In a transdisciplinary approach, a team led by the Institut Pascal (IP, CNRS/Université Clermont-Auvergne), involving neurosurgeons and specialists in imaging and digital sciences, has produced an advanced mapping of the human deep brain. This new deep brain atlas is made available to researchers across all disciplines (neuroscience, biology, computer science, clinical practice, etc.).
To precisely map the structures of the deep brain and their interconnections at a submillimeter scale, the team conducted a set of MRI scans on a healthy volunteer.
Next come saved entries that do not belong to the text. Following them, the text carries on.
//! Threshold-sweep curves and the areas under them.
//!
//! A [`Curve`] is built from one sort of the supervised `(truth, confidence)`
//! pairs. It starts at an implicit threshold of `+inf` where nothing is
//! predicted positive, then lets every distinct confidence value cross in
//! turn, tied entries together. Each point carries the cut under which
//! exactly the crossed entries lie strictly above it: the next lower
//! distinct value, or `-inf` once every entry has crossed. Feeding a point's
//! threshold to [`binarize`](crate::core::matrix::binarize) reproduces its
//! counts.
//!
//! Areas use the trapezoidal rule over `(FPR, TPR)` for ROC and over
//! `(recall, precision)` for precision-recall. The start point's precision
//! is taken as 1. A label without positives (or, for ROC, without
//! negatives) has no meaningful curve and its area is NaN.

use crate::core::types::{Confidence, LabelValue};
use crate::metrics::{is_observed, mean};
use ndarray::{ArrayView2, Axis};
use rayon::prelude::*;
use serde::{Deserialize, Serialize};

/// Confusion counts at one threshold.
#[derive(Debug, Clone, Copy, PartialEq, Serialize, Deserialize)]
pub struct CurvePoint {
    /// Entries with confidence strictly above this value are positive
    pub threshold: f64,
    /// True positives
    pub tp: usize,
    /// False positives
    pub fp: usize,
    /// False negatives
    pub fn_: usize,
    /// True negatives
    pub tn: usize,
}

impl CurvePoint {
    /// Precision; 1 when nothing is predicted positive.
    pub fn precision(&self) -> f64 {
        if self.tp + self.fp == 0 {
            1.0
        } else {
            self.tp as f64 / (self.tp + self.fp) as f64
        }
    }

    /// Recall, which is also the true positive rate.
    pub fn recall(&self) -> f64 {
        if self.tp + self.fn_ == 0 {
            f64::NAN
        } else {
            self.tp as f64 / (self.tp + self.fn_) as f64
        }
    }

    /// True positive rate.
    pub fn tpr(&self) -> f64 {
        self.recall()
    }

    /// False positive rate.
    pub fn fpr(&self) -> f64 {
        if self.fp + self.tn == 0 {
            f64::NAN
        } else {
            self.fp as f64 / (self.fp + self.tn) as f64
        }
    }

    /// Derived rates at this point.
    pub fn row(&self) -> CurveRow {
        CurveRow {
            threshold: self.threshold,
            precision: self.precision(),
            recall: self.recall(),
            tpr: self.tpr(),
            fpr: self.fpr(),
        }
    }
}

/// One plotted point of a curve.
#[derive(Debug, Clone, Copy, PartialEq, Serialize, Deserialize)]
#[allow(missing_docs)]
pub struct CurveRow {
    pub threshold: f64,
    pub precision: f64,
    pub recall: f64,
    pub tpr: f64,
    pub fpr: f64,
}

/// Ordered threshold sweep for one binary problem.
#[derive(Debug, Clone, Default, PartialEq, Serialize, Deserialize)]
pub struct Curve {
    points: Vec<CurvePoint>,
    positives: usize,
    negatives: usize,
}

impl Curve {
    /// Build a curve from `(truth, confidence)` pairs. Missing truth is
    /// skipped.
    pub fn from_pairs<I>(pairs: I) -> Self
    where
        I: IntoIterator<Item = (LabelValue, Confidence)>,
    {
        let mut scored: Vec<(Confidence, bool)> = pairs
            .into_iter()
            .filter(|&(y, _)| is_observed(y))
            .map(|(y, c)| (c, y == 1))
            .collect();
        if scored.is_empty() {
            return Self::default();
        }
        scored.sort_by(|a, b| b.0.total_cmp(&a.0));

        let positives = scored.iter().filter(|(_, relevant)| *relevant).count();
        let negatives = scored.len() - positives;

        let mut points = Vec::with_capacity(scored.len() + 1);
        points.push(CurvePoint {
            threshold: f64::INFINITY,
            tp: 0,
            fp: 0,
            fn_: positives,
            tn: negatives,
        });

        let (mut tp, mut fp) = (0usize, 0usize);
        let mut i = 0;
        while i < scored.len() {
            let value = scored[i].0;
            while i < scored.len() && scored[i].0.total_cmp(&value).is_eq() {
                if scored[i].1 {
                    tp += 1;
                } else {
                    fp += 1;
                }
                i += 1;
            }
            let cut = scored.get(i).map_or(f64::NEG_INFINITY, |&(next, _)| next);
            points.push(CurvePoint {
                threshold: cut,
                tp,
                fp,
                fn_: positives - tp,
                tn: negatives - fp,
            });
        }

        Self {
            points,
            positives,
            negatives,
        }
    }

    /// Curve of one label column.
    pub fn for_label(
        truth: ArrayView2<'_, LabelValue>,
        confidences: ArrayView2<'_, Confidence>,
        label: usize,
    ) -> Self {
        let y = truth.column(label);
        let c = confidences.column(label);
        Self::from_pairs(y.iter().copied().zip(c.iter().copied()))
    }

    /// Pooled curve over every entry of the matrices.
    pub fn micro(truth: ArrayView2<'_, LabelValue>, confidences: ArrayView2<'_, Confidence>) -> Self {
        Self::from_pairs(truth.iter().copied().zip(confidences.iter().copied()))
    }

    /// Points in sweep order, starting at threshold `+inf`.
    pub fn points(&self) -> &[CurvePoint] {
        &self.points
    }

    /// Derived `(threshold, precision, recall, TPR, FPR)` rows.
    pub fn rows(&self) -> Vec<CurveRow> {
        self.points.iter().map(CurvePoint::row).collect()
    }

    /// Number of supervised positives.
    pub fn positives(&self) -> usize {
        self.positives
    }

    /// Number of supervised negatives.
    pub fn negatives(&self) -> usize {
        self.negatives
    }

    /// Area under the ROC curve.
    pub fn auroc(&self) -> f64 {
        if self.positives == 0 || self.negatives == 0 {
            log::debug!(
                "degenerate ROC curve ({} positives, {} negatives)",
                self.positives,
                self.negatives
            );
            return f64::NAN;
        }
        trapezoid(self.points.iter().map(|p| (p.fpr(), p.tpr())))
    }

    /// Area under the precision-recall curve.
    pub fn auprc(&self) -> f64 {
        if self.positives == 0 {
            log::debug!("degenerate precision-recall curve (no positives)");
            return f64::NAN;
        }
        trapezoid(self.points.iter().map(|p| (p.recall(), p.precision())))
    }
}

/// Trapezoidal area under a polyline given in increasing `x` order.
fn trapezoid<I: IntoIterator<Item = (f64, f64)>>(points: I) -> f64 {
    let mut iter = points.into_iter();
    let Some((mut x0, mut y0)) = iter.next() else {
        return f64::NAN;
    };
    let mut area = 0.0;
    for (x1, y1) in iter {
        area += (x1 - x0) * (y0 + y1) / 2.0;
        x0 = x1;
        y0 = y1;
    }
    area
}

/// Per-label curves, optionally computed in parallel.
pub fn label_curves(
    truth: ArrayView2<'_, LabelValue>,
    confidences: ArrayView2<'_, Confidence>,
    parallel: bool,
) -> Vec<Curve> {
    let labels = truth.len_of(Axis(1));
    if parallel {
        (0..labels)
            .into_par_iter()
            .map(|j| Curve::for_label(truth, confidences, j))
            .collect()
    } else {
        (0..labels)
            .map(|j| Curve::for_label(truth, confidences, j))
            .collect()
    }
}

/// Calculate AUROC per label.
pub fn auroc_per_label(truth: ArrayView2<'_, LabelValue>, confidences: ArrayView2<'_, Confidence>, parallel: bool) -> Vec<f64> {
    label_curves(truth, confidences, parallel).iter().map(Curve::auroc).collect()
}

/// Calculate AUPRC per label.
pub fn auprc_per_label(truth: ArrayView2<'_, LabelValue>, confidences: ArrayView2<'_, Confidence>, parallel: bool) -> Vec<f64> {
    label_curves(truth, confidences, parallel).iter().map(Curve::auprc).collect()
}

/// Calculate macro-averaged AUROC. A degenerate label makes the average NaN.
pub fn auroc_macro(truth: ArrayView2<'_, LabelValue>, confidences: ArrayView2<'_, Confidence>, parallel: bool) -> f64 {
    mean(auroc_per_label(truth, confidences, parallel))
}

/// Calculate macro-averaged AUPRC. A degenerate label makes the average NaN.
pub fn auprc_macro(truth: ArrayView2<'_, LabelValue>, confidences: ArrayView2<'_, Confidence>, parallel: bool) -> f64 {
    mean(auprc_per_label(truth, confidences, parallel))
}

/// Calculate micro-averaged AUROC.
pub fn auroc_micro(truth: ArrayView2<'_, LabelValue>, confidences: ArrayView2<'_, Confidence>) -> f64 {
    Curve::micro(truth, confidences).auroc()
}

/// Calculate micro-averaged AUPRC.
pub fn auprc_micro(truth: ArrayView2<'_, LabelValue>, confidences: ArrayView2<'_, Confidence>) -> f64 {
    Curve::micro(truth, confidences).auprc()
}

/// Curve data reported at full verbosity.
#[derive(Debug, Clone, Default, PartialEq, Serialize, Deserialize)]
pub struct CurveSet {
    /// One curve per label
    pub per_label: Vec<Curve>,
    /// Pooled curve
    pub micro: Curve,
}

impl CurveSet {
    /// Build per-label and pooled curves.
    pub fn build(truth: ArrayView2<'_, LabelValue>, confidences: ArrayView2<'_, Confidence>, parallel: bool) -> Self {
        Self {
            per_label: label_curves(truth, confidences, parallel),
            micro: Curve::micro(truth, confidences),
        }
    }
}

#[cfg(test)]
mod tests {
    use super::*;
    use crate::core::matrix::{binarize, Threshold};
    use crate::metrics::ConfusionCounts;
    use approx::assert_abs_diff_eq;
    use ndarray::array;

    fn curve(y: &[LabelValue], c: &[Confidence]) -> Curve {
        Curve::from_pairs(y.iter().copied().zip(c.iter().copied()))
    }

    #[test]
    fn test_sweep_points() {
        let c = curve(&[1, 0, 1, 0], &[0.9, 0.8, 0.8, 0.1]);
        let points = c.points();
        assert_eq!(points.len(), 4);
        assert_eq!(points[0].threshold, f64::INFINITY);
        assert_eq!((points[1].tp, points[1].fp), (1, 0));
        assert_eq!(points[1].threshold, 0.8);
        // the tie at 0.8 crosses as one step
        assert_eq!((points[2].tp, points[2].fp, points[2].threshold), (2, 1, 0.1));
        assert_eq!((points[3].tp, points[3].fp, points[3].tn), (2, 2, 0));
        assert_eq!(points[3].threshold, f64::NEG_INFINITY);
        assert_eq!(points[0].precision(), 1.0);
        assert_eq!(points[3].recall(), 1.0);
    }

    #[test]
    fn test_point_thresholds_reproduce_binarized_counts() {
        let truth = array![[1], [0], [1], [0], [1]];
        let confidences = array![[0.8], [0.3], [0.8], [0.5], [0.1]];
        let c = Curve::for_label(truth.view(), confidences.view(), 0);
        assert_eq!(c.points().len(), 5);

        for point in c.points() {
            let predicted = binarize(confidences.view(), &Threshold::Global(point.threshold)).unwrap();
            let counts = ConfusionCounts::from_views(truth.column(0), predicted.column(0));
            assert_eq!(
                (counts.tp, counts.fp, counts.fn_, counts.tn),
                (point.tp, point.fp, point.fn_, point.tn),
                "threshold {}",
                point.threshold
            );
        }

        let pair = curve(&[1, 0], &[0.8, 0.3]);
        assert_eq!((pair.points()[1].threshold, pair.points()[1].tp), (0.3, 1));
    }

    #[test]
    fn test_perfect_separation() {
        let c = curve(&[1, 1, 0, 0], &[0.9, 0.7, 0.4, 0.2]);
        assert_abs_diff_eq!(c.auroc(), 1.0, epsilon = 1e-12);
        assert_abs_diff_eq!(c.auprc(), 1.0, epsilon = 1e-12);
    }

    #[test]
    fn test_reversed_separation() {
        let c = curve(&[0, 0, 1, 1], &[0.9, 0.7, 0.4, 0.2]);
        assert_abs_diff_eq!(c.auroc(), 0.0, epsilon = 1e-12);
    }

    #[test]
    fn test_ties_give_half_credit() {
        let c = curve(&[1, 0], &[0.5, 0.5]);
        assert_abs_diff_eq!(c.auroc(), 0.5, epsilon = 1e-12);
        // (0,1) -> (1,0.5)
        assert_abs_diff_eq!(c.auprc(), 0.75, epsilon = 1e-12);
    }

    #[test]
    fn test_auroc_matches_pair_counting() {
        let y = [1, 0, 1, 1, 0, 0, 1, 0];
        let s = [0.8, 0.7, 0.6, 0.3, 0.3, 0.2, 0.9, 0.5];
        let mut wins = 0.0;
        let mut pairs = 0.0;
        for i in 0..y.len() {
            for j in 0..y.len() {
                if y[i] == 1 && y[j] == 0 {
                    pairs += 1.0;
                    if s[i] > s[j] {
                        wins += 1.0;
                    } else if s[i] == s[j] {
                        wins += 0.5;
                    }
                }
            }
        }
        assert_abs_diff_eq!(curve(&y, &s).auroc(), wins / pairs, epsilon = 1e-12);
    }

    #[test]
    fn test_degenerate_labels() {
        let no_positives = curve(&[0, 0, 0], &[0.1, 0.2, 0.3]);
        assert!(no_positives.auroc().is_nan());
        assert!(no_positives.auprc().is_nan());

        let no_negatives = curve(&[1, 1], &[0.1, 0.2]);
        assert!(no_negatives.auroc().is_nan());
        assert_abs_diff_eq!(no_negatives.auprc(), 1.0, epsilon = 1e-12);

        assert!(curve(&[-1, -1], &[0.1, 0.2]).auroc().is_nan());
    }

    #[test]
    fn test_macro_and_micro() {
        let truth = array![[1, 0], [0, 1], [1, 0], [0, 0]];
        let confidences = array![[0.9, 0.2], [0.1, 0.8], [0.7, 0.3], [0.2, 0.1]];
        assert_abs_diff_eq!(auroc_macro(truth.view(), confidences.view(), false), 1.0, epsilon = 1e-12);
        assert_abs_diff_eq!(auroc_macro(truth.view(), confidences.view(), true), 1.0, epsilon = 1e-12);
        assert_abs_diff_eq!(auroc_micro(truth.view(), confidences.view()), 1.0, epsilon = 1e-12);

        let degenerate = array![[1, 0], [0, 0]];
        let scores = array![[0.9, 0.2], [0.1, 0.8]];
        assert!(auroc_macro(degenerate.view(), scores.view(), false).is_nan());
        assert!(!auroc_micro(degenerate.view(), scores.view()).is_nan());
    }

    #[test]
    fn test_curve_set() {
        let truth = array![[1, 0], [0, 1]];
        let confidences = array![[0.9, 0.2], [0.1, 0.8]];
        let set = CurveSet::build(truth.view(), confidences.view(), false);
        assert_eq!(set.per_label.len(), 2);
        assert_eq!(set.micro.positives(), 2);
        assert_eq!(set.micro.negatives(), 2);
        let rows = set.micro.rows();
        assert_eq!(rows.first().map(|r| r.recall), Some(0.0));
        assert_eq!(rows.last().map(|r| r.fpr), Some(1.0));
    }
}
Multiple imaging modalities (multimodal MRI) were used to highlight fine structures (by enhancing image contrast) as well as the architecture of connections between different cellular nuclei (by observing the diffusion of water molecules in tissues).
The integration of these different acquisitions resulted in a detailed atlas of 118 deep brain structures and their connections, accompanied by comprehensive terminology (location, orientation, etc.) to enable future users to practically utilize this new research tool.
These results were validated by comparison with a broad set of data, including histological section images.
Since the study's publication, the deep brain atlas, available as open-source, has been downloaded over a thousand times by researchers from various disciplines. The new tool can still be improved by increasing the resolution of the mapping to observe finer architectural details. Additionally, a software environment will be developed to facilitate its use by researchers and clinicians.
This new tool is made available to researchers in neuroscience, biology, computer science, and clinical practice. It could aid in the development of treatments for neurological diseases.